Saved data entries:
══════════════════════════════

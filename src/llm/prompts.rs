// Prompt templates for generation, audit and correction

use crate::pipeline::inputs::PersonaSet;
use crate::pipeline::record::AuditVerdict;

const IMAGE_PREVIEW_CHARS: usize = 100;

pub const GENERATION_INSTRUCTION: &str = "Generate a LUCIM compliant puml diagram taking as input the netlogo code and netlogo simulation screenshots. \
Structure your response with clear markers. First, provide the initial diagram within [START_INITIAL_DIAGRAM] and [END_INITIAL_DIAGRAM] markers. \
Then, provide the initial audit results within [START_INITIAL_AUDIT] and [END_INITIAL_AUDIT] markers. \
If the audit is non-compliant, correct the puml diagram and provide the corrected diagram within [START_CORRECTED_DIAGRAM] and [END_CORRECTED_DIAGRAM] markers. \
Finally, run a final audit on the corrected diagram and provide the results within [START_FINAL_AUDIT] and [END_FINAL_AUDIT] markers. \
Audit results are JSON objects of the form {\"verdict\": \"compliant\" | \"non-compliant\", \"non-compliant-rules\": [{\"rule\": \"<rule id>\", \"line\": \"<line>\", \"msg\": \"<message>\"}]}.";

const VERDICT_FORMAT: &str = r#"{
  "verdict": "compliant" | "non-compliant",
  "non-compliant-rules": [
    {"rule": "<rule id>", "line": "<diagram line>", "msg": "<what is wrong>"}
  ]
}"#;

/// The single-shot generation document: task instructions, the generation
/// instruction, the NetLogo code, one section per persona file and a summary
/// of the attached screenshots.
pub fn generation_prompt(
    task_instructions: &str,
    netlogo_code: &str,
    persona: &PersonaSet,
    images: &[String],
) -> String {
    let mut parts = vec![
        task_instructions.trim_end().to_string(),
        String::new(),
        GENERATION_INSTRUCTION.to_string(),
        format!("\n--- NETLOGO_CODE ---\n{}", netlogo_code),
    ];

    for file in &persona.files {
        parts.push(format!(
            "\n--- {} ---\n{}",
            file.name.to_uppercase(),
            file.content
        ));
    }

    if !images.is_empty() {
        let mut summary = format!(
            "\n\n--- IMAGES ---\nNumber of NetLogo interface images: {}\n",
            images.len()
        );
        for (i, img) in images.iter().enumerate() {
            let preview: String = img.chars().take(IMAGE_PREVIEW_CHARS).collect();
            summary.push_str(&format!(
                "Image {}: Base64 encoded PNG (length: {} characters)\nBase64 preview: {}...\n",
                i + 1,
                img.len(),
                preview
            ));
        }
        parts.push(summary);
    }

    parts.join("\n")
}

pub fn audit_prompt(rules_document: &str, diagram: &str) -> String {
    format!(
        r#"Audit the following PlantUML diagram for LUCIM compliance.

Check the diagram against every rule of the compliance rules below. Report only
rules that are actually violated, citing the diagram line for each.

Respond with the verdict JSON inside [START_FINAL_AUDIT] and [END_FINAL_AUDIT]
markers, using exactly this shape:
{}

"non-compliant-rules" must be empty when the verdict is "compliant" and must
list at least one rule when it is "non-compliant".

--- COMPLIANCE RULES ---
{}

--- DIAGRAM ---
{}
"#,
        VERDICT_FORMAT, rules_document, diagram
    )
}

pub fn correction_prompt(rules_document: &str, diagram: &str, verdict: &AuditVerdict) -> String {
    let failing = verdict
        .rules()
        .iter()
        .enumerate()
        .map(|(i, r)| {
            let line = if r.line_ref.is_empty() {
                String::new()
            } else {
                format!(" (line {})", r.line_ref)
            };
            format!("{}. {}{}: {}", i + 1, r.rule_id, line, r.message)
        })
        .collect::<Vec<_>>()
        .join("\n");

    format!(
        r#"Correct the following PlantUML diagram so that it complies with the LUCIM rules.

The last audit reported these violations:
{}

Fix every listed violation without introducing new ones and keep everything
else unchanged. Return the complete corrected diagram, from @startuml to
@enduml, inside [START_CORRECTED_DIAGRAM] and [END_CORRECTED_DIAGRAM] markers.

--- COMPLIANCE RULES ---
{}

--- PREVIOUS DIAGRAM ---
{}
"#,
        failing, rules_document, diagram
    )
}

══════════════════════════════

__What is needed__
Once you find the line containing "The last audit", copy it and every line after it through the end of the records, exactly and nothing else.

__Your response__
The last audit reported these violations:
{}

Fix every listed violation without introducing new ones and keep everything
else unchanged. Return the complete corrected diagram, from @startuml to
@enduml, inside [START_CORRECTED_DIAGRAM] and [END_CORRECTED_DIAGRAM] markers.

--- COMPLIANCE RULES ---
{}

--- PREVIOUS DIAGRAM ---
{}
"#,
        failing, rules_document, diagram
    )
}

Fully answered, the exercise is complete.